== WHAT NEEDS TO BE DONE ==
Write out each line below exactly as it appears.

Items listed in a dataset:
# # #

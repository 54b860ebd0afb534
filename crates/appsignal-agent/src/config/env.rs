// Copyright 2025-Present Datadog, Inc. https://www.datadoghq.com/
// SPDX-License-Identifier: Apache-2.0

//! `APPSIGNAL_*` environment variable source.

use std::path::PathBuf;
use std::time::Duration;

use figment::{providers::Env, Figment};
use serde::Deserialize;

use crate::{
    config::{
        deserialize_option_lossless, deserialize_optional_bool_from_anything,
        deserialize_optional_duration_from_seconds, deserialize_optional_string,
        deserialize_string_list, deserialize_string_or_int, log_level::LogLevel, Config,
        ConfigError, ConfigSource,
    },
    merge_option, merge_option_to_value, merge_string, merge_vec,
};

#[derive(Debug, PartialEq, Deserialize, Clone, Default)]
#[serde(default)]
#[allow(clippy::module_name_repetitions)]
pub struct EnvConfig {
    /// @env `APPSIGNAL_ACTIVE`
    #[serde(deserialize_with = "deserialize_optional_bool_from_anything")]
    pub active: Option<bool>,
    /// @env `APPSIGNAL_PUSH_API_KEY`
    #[serde(deserialize_with = "deserialize_string_or_int")]
    pub push_api_key: Option<String>,
    /// @env `APPSIGNAL_APP_NAME`
    #[serde(deserialize_with = "deserialize_string_or_int")]
    pub app_name: Option<String>,
    /// @env `APPSIGNAL_PUSH_API_ENDPOINT`
    #[serde(deserialize_with = "deserialize_optional_string")]
    pub push_api_endpoint: Option<String>,
    /// @env `APPSIGNAL_HOSTNAME`
    #[serde(deserialize_with = "deserialize_string_or_int")]
    pub hostname: Option<String>,
    /// @env `APPSIGNAL_SLOW_REQUEST_THRESHOLD`
    #[serde(deserialize_with = "deserialize_option_lossless")]
    pub slow_request_threshold: Option<f64>,
    /// @env `APPSIGNAL_SEND_PARAMS`
    #[serde(deserialize_with = "deserialize_optional_bool_from_anything")]
    pub send_params: Option<bool>,
    /// @env `APPSIGNAL_FILTER_PARAMETERS`
    #[serde(deserialize_with = "deserialize_string_list")]
    pub filter_parameters: Vec<String>,
    /// @env `APPSIGNAL_CA_FILE_PATH`
    #[serde(deserialize_with = "deserialize_optional_string")]
    pub ca_file_path: Option<String>,
    /// @env `APPSIGNAL_HTTP_PROXY`
    #[serde(deserialize_with = "deserialize_optional_string")]
    pub http_proxy: Option<String>,
    /// @env `APPSIGNAL_LOG_LEVEL`
    pub log_level: Option<LogLevel>,
    /// @env `APPSIGNAL_FLUSH_INTERVAL`
    #[serde(deserialize_with = "deserialize_optional_duration_from_seconds")]
    pub flush_interval: Option<Duration>,
    /// @env `APPSIGNAL_FLUSH_TIMEOUT`
    #[serde(deserialize_with = "deserialize_optional_duration_from_seconds")]
    pub flush_timeout: Option<Duration>,
    /// @env `APPSIGNAL_IGNORE_ACTIONS`
    #[serde(deserialize_with = "deserialize_string_list")]
    pub ignore_actions: Vec<String>,
}

fn merge_config(config: &mut Config, env_config: &EnvConfig) {
    merge_option_to_value!(config, env_config, active);
    merge_string!(config, env_config, push_api_key);
    merge_string!(config, name, env_config, app_name);
    merge_string!(config, endpoint, env_config, push_api_endpoint);
    merge_string!(config, env_config, hostname);
    merge_option_to_value!(config, env_config, slow_request_threshold);
    merge_option_to_value!(config, env_config, send_params);
    merge_vec!(config, env_config, filter_parameters);
    if let Some(path) = &env_config.ca_file_path {
        config.ca_file_path = Some(PathBuf::from(path));
    }
    merge_option!(config, env_config, http_proxy);
    merge_option_to_value!(config, env_config, log_level);
    merge_option_to_value!(config, env_config, flush_interval);
    merge_option_to_value!(config, env_config, flush_timeout);
    merge_vec!(config, env_config, ignore_actions);
}

#[derive(Debug, PartialEq, Clone, Copy)]
#[allow(clippy::module_name_repetitions)]
pub struct EnvConfigSource;

impl ConfigSource for EnvConfigSource {
    fn load(&self, config: &mut Config) -> Result<(), ConfigError> {
        let figment = Figment::new().merge(Env::prefixed("APPSIGNAL_"));

        match figment.extract::<EnvConfig>() {
            Ok(env_config) => merge_config(config, &env_config),
            Err(e) => {
                return Err(ConfigError::ParseError(format!(
                    "Failed to parse config from environment variables: {e}, using default config."
                )));
            }
        }

        Ok(())
    }
}

#[cfg(test)]
mod tests {
    use super::*;

    #[test]
    fn test_merge_config_overrides_with_environment_variables() {
        figment::Jail::expect_with(|jail| {
            jail.clear_env();
            jail.set_env("APPSIGNAL_ACTIVE", "1");
            jail.set_env("APPSIGNAL_PUSH_API_KEY", "env-key");
            jail.set_env("APPSIGNAL_APP_NAME", "Storefront");
            jail.set_env("APPSIGNAL_PUSH_API_ENDPOINT", "http://localhost:8080");
            jail.set_env("APPSIGNAL_HOSTNAME", "worker-3");
            jail.set_env("APPSIGNAL_SLOW_REQUEST_THRESHOLD", "350.5");
            jail.set_env("APPSIGNAL_SEND_PARAMS", "false");
            jail.set_env("APPSIGNAL_FILTER_PARAMETERS", "password,secret");
            jail.set_env("APPSIGNAL_CA_FILE_PATH", "/tmp/ca.pem");
            jail.set_env("APPSIGNAL_LOG_LEVEL", "warn");
            jail.set_env("APPSIGNAL_FLUSH_TIMEOUT", "3");

            let mut config = Config::default();
            EnvConfigSource.load(&mut config).expect("env loads");

            assert!(config.active);
            assert_eq!(config.push_api_key, "env-key");
            assert_eq!(config.name, "Storefront");
            assert_eq!(config.endpoint, "http://localhost:8080");
            assert_eq!(config.hostname, "worker-3");
            assert!((config.slow_request_threshold - 350.5).abs() < f64::EPSILON);
            assert!(!config.send_params);
            assert_eq!(config.filter_parameters, vec!["password", "secret"]);
            assert_eq!(config.ca_file_path, Some(PathBuf::from("/tmp/ca.pem")));
            assert_eq!(config.log_level, LogLevel::Warn);
            assert_eq!(config.flush_timeout, Duration::from_secs(3));
            Ok(())
        });
    }

    #[test]
    fn test_unset_variables_keep_previous_values() {
        figment::Jail::expect_with(|jail| {
            jail.clear_env();
            let mut config = Config {
                push_api_key: "from-yaml".to_string(),
                ignore_actions: vec!["A#b".to_string()],
                ..Config::default()
            };
            EnvConfigSource.load(&mut config).expect("env loads");
            assert_eq!(config.push_api_key, "from-yaml");
            assert_eq!(config.ignore_actions, vec!["A#b"]);
            Ok(())
        });
    }

    #[test]
    fn test_invalid_values_are_ignored() {
        figment::Jail::expect_with(|jail| {
            jail.clear_env();
            jail.set_env("APPSIGNAL_SLOW_REQUEST_THRESHOLD", "fast");
            jail.set_env("APPSIGNAL_FLUSH_INTERVAL", "-4");
            let mut config = Config::default();
            EnvConfigSource.load(&mut config).expect("env loads");
            assert!((config.slow_request_threshold - 200.0).abs() < f64::EPSILON);
            assert_eq!(config.flush_interval, Duration::from_secs(60));
            Ok(())
        });
    }
}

# # #

== SOLUTION FOR THIS TASK ==
repository 54b860ebd0afb534
filename crates/appsignal-agent/src/config/env.rs
// Copyright 2025-Present Datadog, Inc. https://www.datadoghq.com/
// SPDX-License-Identifier: Apache-2.0

//! `APPSIGNAL_*` environment variable source.

use std::path::PathBuf;
use std::time::Duration;

use figment::{providers::Env, Figment};
use serde::Deserialize;

use crate::{
    config::{
        deserialize_option_lossless, deserialize_optional_bool_from_anything,
        deserialize_optional_duration_from_seconds, deserialize_optional_string,
        deserialize_string_list, deserialize_string_or_int, log_level::LogLevel, Config,
        ConfigError, ConfigSource,
    },
    merge_option, merge_option_to_value, merge_string, merge_vec,
};

#[derive(Debug, PartialEq, Deserialize, Clone, Default)]
#[serde(default)]
#[allow(clippy::module_name_repetitions)]
pub struct EnvConfig {
    /// @env `APPSIGNAL_ACTIVE`
    #[serde(deserialize_with = "deserialize_optional_bool_from_anything")]
    pub active: Option<bool>,
    /// @env `APPSIGNAL_PUSH_API_KEY`
    #[serde(deserialize_with = "deserialize_string_or_int")]
    pub push_api_key: Option<String>,
    /// @env `APPSIGNAL_APP_NAME`
    #[serde(deserialize_with = "deserialize_string_or_int")]
    pub app_name: Option<String>,
    /// @env `APPSIGNAL_PUSH_API_ENDPOINT`
    #[serde(deserialize_with = "deserialize_optional_string")]
    pub push_api_endpoint: Option<String>,
    /// @env `APPSIGNAL_HOSTNAME`
    #[serde(deserialize_with = "deserialize_string_or_int")]
    pub hostname: Option<String>,
    /// @env `APPSIGNAL_SLOW_REQUEST_THRESHOLD`
    #[serde(deserialize_with = "deserialize_option_lossless")]
    pub slow_request_threshold: Option<f64>,
    /// @env `APPSIGNAL_SEND_PARAMS`
    #[serde(deserialize_with = "deserialize_optional_bool_from_anything")]
    pub send_params: Option<bool>,
    /// @env `APPSIGNAL_FILTER_PARAMETERS`
    #[serde(deserialize_with = "deserialize_string_list")]
    pub filter_parameters: Vec<String>,
    /// @env `APPSIGNAL_CA_FILE_PATH`
    #[serde(deserialize_with = "deserialize_optional_string")]
    pub ca_file_path: Option<String>,
    /// @env `APPSIGNAL_HTTP_PROXY`
    #[serde(deserialize_with = "deserialize_optional_string")]
    pub http_proxy: Option<String>,
    /// @env `APPSIGNAL_LOG_LEVEL`
    pub log_level: Option<LogLevel>,
    /// @env `APPSIGNAL_FLUSH_INTERVAL`
    #[serde(deserialize_with = "deserialize_optional_duration_from_seconds")]
    pub flush_interval: Option<Duration>,
    /// @env `APPSIGNAL_FLUSH_TIMEOUT`
    #[serde(deserialize_with = "deserialize_optional_duration_from_seconds")]
    pub flush_timeout: Option<Duration>,
    /// @env `APPSIGNAL_IGNORE_ACTIONS`
    #[serde(deserialize_with = "deserialize_string_list")]
    pub ignore_actions: Vec<String>,
}

fn merge_config(config: &mut Config, env_config: &EnvConfig) {
    merge_option_to_value!(config, env_config, active);
    merge_string!(config, env_config, push_api_key);
    merge_string!(config, name, env_config, app_name);
    merge_string!(config, endpoint, env_config, push_api_endpoint);
    merge_string!(config, env_config, hostname);
    merge_option_to_value!(config, env_config, slow_request_threshold);
    merge_option_to_value!(config, env_config, send_params);
    merge_vec!(config, env_config, filter_parameters);
    if let Some(path) = &env_config.ca_file_path {
        config.ca_file_path = Some(PathBuf::from(path));
    }
    merge_option!(config, env_config, http_proxy);
    merge_option_to_value!(config, env_config, log_level);
    merge_option_to_value!(config, env_config, flush_interval);
    merge_option_to_value!(config, env_config, flush_timeout);
    merge_vec!(config, env_config, ignore_actions);
}

#[derive(Debug, PartialEq, Clone, Copy)]
#[allow(clippy::module_name_repetitions)]
pub struct EnvConfigSource;

impl ConfigSource for EnvConfigSource {
    fn load(&self, config: &mut Config) -> Result<(), ConfigError> {
        let figment = Figment::new().merge(Env::prefixed("APPSIGNAL_"));

        match figment.extract::<EnvConfig>() {
            Ok(env_config) => merge_config(config, &env_config),
            Err(e) => {
                return Err(ConfigError::ParseError(format!(
                    "Failed to parse config from environment variables: {e}, using default config."
                )));
            }
        }

        Ok(())
    }
}

#[cfg(test)]
mod tests {
    use super::*;

    #[test]
    fn test_merge_config_overrides_with_environment_variables() {
        figment::Jail::expect_with(|jail| {
            jail.clear_env();
            jail.set_env("APPSIGNAL_ACTIVE", "1");
            jail.set_env("APPSIGNAL_PUSH_API_KEY", "env-key");
            jail.set_env("APPSIGNAL_APP_NAME", "Storefront");
            jail.set_env("APPSIGNAL_PUSH_API_ENDPOINT", "http://localhost:8080");
            jail.set_env("APPSIGNAL_HOSTNAME", "worker-3");
            jail.set_env("APPSIGNAL_SLOW_REQUEST_THRESHOLD", "350.5");
            jail.set_env("APPSIGNAL_SEND_PARAMS", "false");
            jail.set_env("APPSIGNAL_FILTER_PARAMETERS", "password,secret");
            jail.set_env("APPSIGNAL_CA_FILE_PATH", "/tmp/ca.pem");
            jail.set_env("APPSIGNAL_LOG_LEVEL", "warn");
            jail.set_env("APPSIGNAL_FLUSH_TIMEOUT", "3");

            let mut config = Config::default();
            EnvConfigSource.load(&mut config).expect("env loads");

            assert!(config.active);
            assert_eq!(config.push_api_key, "env-key");
            assert_eq!(config.name, "Storefront");
            assert_eq!(config.endpoint, "http://localhost:8080");
            assert_eq!(config.hostname, "worker-3");
            assert!((config.slow_request_threshold - 350.5).abs() < f64::EPSILON);
            assert!(!config.send_params);
            assert_eq!(config.filter_parameters, vec!["password", "secret"]);
            assert_eq!(config.ca_file_path, Some(PathBuf::from("/tmp/ca.pem")));
            assert_eq!(config.log_level, LogLevel::Warn);
            assert_eq!(config.flush_timeout, Duration::from_secs(3));
            Ok(())
        });
    }

    #[test]
    fn test_unset_variables_keep_previous_values() {
        figment::Jail::expect_with(|jail| {
            jail.clear_env();
            let mut config = Config {
                push_api_key: "from-yaml".to_string(),
                ignore_actions: vec!["A#b".to_string()],
                ..Config::default()
            };
            EnvConfigSource.load(&mut config).expect("env loads");
            assert_eq!(config.push_api_key, "from-yaml");
            assert_eq!(config.ignore_actions, vec!["A#b"]);
            Ok(())
        });
    }

    #[test]
    fn test_invalid_values_are_ignored() {
        figment::Jail::expect_with(|jail| {
            jail.clear_env();
            jail.set_env("APPSIGNAL_SLOW_REQUEST_THRESHOLD", "fast");
            jail.set_env("APPSIGNAL_FLUSH_INTERVAL", "-4");
            let mut config = Config::default();
            EnvConfigSource.load(&mut config).expect("env loads");
            assert!((config.slow_request_threshold - 200.0).abs() < f64::EPSILON);
            assert_eq!(config.flush_interval, Duration::from_secs(60));
            Ok(())
        });
    }
}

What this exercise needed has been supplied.